Mathematical model of seismoacoustic monitoring of blast fields for remote reconnaissance

Abstract

This article discusses the construction of a mathematical model of seismoacoustic monitoring of explosion fields for remote exploration. As is known, seismoacoustic monitoring of blast fields is used for remote sensing and is a set of routine observations, whereby the mode of the observations themselves and the spectral parameters of the object under study depend on the research task at hand. As shown in the article, the reliability of explosive signal classification is improved through the use of remote sensing information technologies based on seismoacoustic monitoring. To achieve the research goal, it is necessary to construct a mathematical model of a continuous explosive field signal that would reflect the most important aspects of the explosive field signal monitoring process. In the process of constructing such a model, it is necessary to take into account both the parameters describing the process itself and the parameters of interference and natural background noise, as well as the characteristics of the transmission function of the medium.
To monitor explosive fields, it is necessary to collect statistical data for various explosive field signals and transfer functions of the media in which the signal propagates. This will provide a priori information about both the explosive field at the study points and the explosive field signals themselves, which will significantly reduce its impact on the evaluation of the studied explosive field signal.
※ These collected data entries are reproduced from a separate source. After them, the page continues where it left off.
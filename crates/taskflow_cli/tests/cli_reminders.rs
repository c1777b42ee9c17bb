use std::path::PathBuf;
use std::process::Command;
use std::time::{SystemTime, UNIX_EPOCH};
use time::macros::format_description;
use time::{Duration, OffsetDateTime, UtcOffset};

fn temp_path(file_name: &str) -> PathBuf {
    let nanos = SystemTime::now()
        .duration_since(UNIX_EPOCH)
        .unwrap()
        .as_nanos();
    std::env::temp_dir().join(format!("taskflow-{nanos}-{file_name}"))
}

fn local_date_string(day_offset: i64) -> String {
    let offset = UtcOffset::current_local_offset().unwrap_or(UtcOffset::UTC);
    let date = OffsetDateTime::now_utc().to_offset(offset).date() + Duration::days(day_offset);
    date.format(format_description!("[year]-[month]-[day]"))
        .expect("format date")
}

struct Paths {
    store: PathBuf,
    pending: PathBuf,
    settings: PathBuf,
}

impl Paths {
    fn new(label: &str) -> Self {
        Self {
            store: temp_path(&format!("{label}-tasks.json")),
            pending: temp_path(&format!("{label}-pending.json")),
            settings: temp_path(&format!("{label}-settings.json")),
        }
    }

    fn cleanup(&self) {
        std::fs::remove_file(&self.store).ok();
        std::fs::remove_file(&self.pending).ok();
        std::fs::remove_file(&self.settings).ok();
    }
}

fn read_json(path: &PathBuf) -> serde_json::Value {
    serde_json::from_str(&std::fs::read_to_string(path).unwrap()).expect("json file")
}

#[test]
fn init_seeds_starter_task_into_empty_store() {
    let exe = env!("CARGO_BIN_EXE_taskflow");
    let paths = Paths::new("cli-init");
    let tomorrow = local_date_string(1);

    let output = Command::new(exe)
        .args(["--json", "init"])
        .env("TASKFLOW_STORE_PATH", &paths.store)
        .env("TASKFLOW_PENDING_PATH", &paths.pending)
        .env("TASKFLOW_SETTINGS_PATH", &paths.settings)
        .output()
        .expect("failed to run init command");

    assert!(output.status.success());
    let stdout = String::from_utf8_lossy(&output.stdout);
    let parsed: serde_json::Value = serde_json::from_str(&stdout).expect("json output");
    assert_eq!(parsed["settings"]["onboarding_complete"], true);
    assert_eq!(parsed["settings"]["sample_task_seeded"], true);
    assert_eq!(parsed["seeded"]["title"], "Plan the week");
    assert_eq!(
        parsed["seeded"]["description"],
        "Block time for your top 3 priorities."
    );
    assert_eq!(parsed["seeded"]["due_date"], tomorrow.as_str());

    // A second run never seeds again.
    let output = Command::new(exe)
        .args(["--json", "init"])
        .env("TASKFLOW_STORE_PATH", &paths.store)
        .env("TASKFLOW_PENDING_PATH", &paths.pending)
        .env("TASKFLOW_SETTINGS_PATH", &paths.settings)
        .output()
        .expect("failed to run init command");

    assert!(output.status.success());
    let stdout = String::from_utf8_lossy(&output.stdout);
    let parsed: serde_json::Value = serde_json::from_str(&stdout).expect("json output");
    assert!(parsed["seeded"].is_null());

    let stored = read_json(&paths.store);
    assert_eq!(stored["tasks"].as_array().unwrap().len(), 1);

    paths.cleanup();
}

#[test]
fn init_with_existing_tasks_skips_the_starter() {
    let exe = env!("CARGO_BIN_EXE_taskflow");
    let paths = Paths::new("cli-init-existing");
    let content = serde_json::json!({
        "schema_version": 1,
        "tasks": [
            {
                "id": "task-1",
                "title": "mine",
                "created_at": "2025-12-01T00:00:00Z"
            }
        ]
    });
    std::fs::write(&paths.store, serde_json::to_string_pretty(&content).unwrap()).unwrap();

    let output = Command::new(exe)
        .args(["--json", "init"])
        .env("TASKFLOW_STORE_PATH", &paths.store)
        .env("TASKFLOW_PENDING_PATH", &paths.pending)
        .env("TASKFLOW_SETTINGS_PATH", &paths.settings)
        .output()
        .expect("failed to run init command");

    assert!(output.status.success());
    let stdout = String::from_utf8_lossy(&output.stdout);
    let parsed: serde_json::Value = serde_json::from_str(&stdout).expect("json output");
    assert!(parsed["seeded"].is_null());

    let stored = read_json(&paths.store);
    assert_eq!(stored["tasks"].as_array().unwrap().len(), 1);
    assert_eq!(stored["tasks"][0]["id"], "task-1");

    paths.cleanup();
}

#[test]
fn reminders_enable_denied_when_notifications_unavailable() {
    let exe = env!("CARGO_BIN_EXE_taskflow");
    let paths = Paths::new("cli-reminders-deny");

    let output = Command::new(exe)
        .args(["--json", "reminders", "enable"])
        .env("TASKFLOW_STORE_PATH", &paths.store)
        .env("TASKFLOW_PENDING_PATH", &paths.pending)
        .env("TASKFLOW_SETTINGS_PATH", &paths.settings)
        .env("TASKFLOW_DISABLE_NOTIFICATIONS", "1")
        .output()
        .expect("failed to run reminders enable command");

    assert!(output.status.success());
    let stdout = String::from_utf8_lossy(&output.stdout);
    let parsed: serde_json::Value = serde_json::from_str(&stdout).expect("json output");
    assert_eq!(parsed["notifications_enabled"], false);
    assert_eq!(parsed["notifications_denied"], true);

    paths.cleanup();
}

#[test]
fn reminders_disable_clears_pending_requests() {
    let exe = env!("CARGO_BIN_EXE_taskflow");
    let paths = Paths::new("cli-reminders-disable");

    let content = serde_json::json!({
        "schema_version": 1,
        "tasks": [
            {
                "id": "task-1",
                "title": "demo",
                "created_at": "2025-12-01T00:00:00Z",
                "due_date": local_date_string(2)
            }
        ]
    });
    std::fs::write(&paths.store, serde_json::to_string_pretty(&content).unwrap()).unwrap();

    let pending = serde_json::json!({
        "schema_version": 1,
        "requests": [
            {
                "id": "task.reminder.task-1",
                "title": "demo",
                "body": "Task reminder",
                "trigger": { "kind": "one_shot", "fire_at": "2026-06-01T09:00:00Z" }
            },
            {
                "id": "daily.review.reminder",
                "title": "Daily review",
                "body": "Take a minute to review today's tasks.",
                "trigger": { "kind": "daily", "hour": 9, "minute": 0 }
            }
        ]
    });
    std::fs::write(
        &paths.pending,
        serde_json::to_string_pretty(&pending).unwrap(),
    )
    .unwrap();

    let output = Command::new(exe)
        .args(["--json", "reminders", "disable"])
        .env("TASKFLOW_STORE_PATH", &paths.store)
        .env("TASKFLOW_PENDING_PATH", &paths.pending)
        .env("TASKFLOW_SETTINGS_PATH", &paths.settings)
        .output()
        .expect("failed to run reminders disable command");

    assert!(output.status.success());
    let stdout = String::from_utf8_lossy(&output.stdout);
    let parsed: serde_json::Value = serde_json::from_str(&stdout).expect("json output");
    assert_eq!(parsed["notifications_enabled"], false);

    let pending = read_json(&paths.pending);
    assert!(pending["requests"].as_array().unwrap().is_empty());

    paths.cleanup();
}

#[test]
fn reminders_review_off_removes_daily_request() {
    let exe = env!("CARGO_BIN_EXE_taskflow");
    let paths = Paths::new("cli-reminders-review");

    let settings = serde_json::json!({
        "onboarding_complete": true,
        "notifications_enabled": true,
        "notifications_denied": false,
        "daily_review_enabled": true,
        "sample_task_seeded": true
    });
    std::fs::write(
        &paths.settings,
        serde_json::to_string_pretty(&settings).unwrap(),
    )
    .unwrap();

    let output = Command::new(exe)
        .args(["--json", "reminders", "review", "on"])
        .env("TASKFLOW_STORE_PATH", &paths.store)
        .env("TASKFLOW_PENDING_PATH", &paths.pending)
        .env("TASKFLOW_SETTINGS_PATH", &paths.settings)
        .output()
        .expect("failed to run reminders review command");
    assert!(output.status.success());

    let pending = read_json(&paths.pending);
    assert_eq!(pending["requests"][0]["id"], "daily.review.reminder");
    assert_eq!(pending["requests"][0]["trigger"]["hour"], 9);
    assert_eq!(pending["requests"][0]["trigger"]["minute"], 0);

    let output = Command::new(exe)
        .args(["--json", "reminders", "review", "off"])
        .env("TASKFLOW_STORE_PATH", &paths.store)
        .env("TASKFLOW_PENDING_PATH", &paths.pending)
        .env("TASKFLOW_SETTINGS_PATH", &paths.settings)
        .output()
        .expect("failed to run reminders review command");

    assert!(output.status.success());
    let stdout = String::from_utf8_lossy(&output.stdout);
    let parsed: serde_json::Value = serde_json::from_str(&stdout).expect("json output");
    assert_eq!(parsed["daily_review_enabled"], false);

    let pending = read_json(&paths.pending);
    assert!(pending["requests"].as_array().unwrap().is_empty());

    paths.cleanup();
}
The work takes into account the influence of the instability of the parameters of the studied process and optimizes the procedure for processing the observed data according to criteria that take into account the characteristics of natural background interference. It is shown that the process of monitoring explosive fields boils down to the evaluation of informative parameters of parametric mathematical models of individual and continuous signals of the explosive field, the superposition of which forms the explosive field itself. The set of all informative parameters of each signal of the explosive field forms a vector of these parameters in n-dimensional Euclidean space. The optimal estimation of signal parameters involves determining the vector of free parameters that minimizes the value of the consistency criterion between the model and the observation data. Such a model provides good consistency in the case of modeling a linear system of oscillatory objects and, thus, takes into account the oscillatory nature of explosive signals. Thus, the article presents a new mathematical model of the explosive seismic field, which takes into account different types of signals in the explosive field, and provides a mathematical apparatus for solving this model. To assess the adequacy of the model for non-separable signals in the explosive field, simulation modeling of non-separable signals was carried out within the framework of an improved seismoacoustic monitoring methodology based on seismoacoustic analysis.

Keywords: seismoacoustic monitoring; parametric mathematical model; seismoacoustic analysis; explosive fields; seismoacoustic signal; seismoacoustic signal model.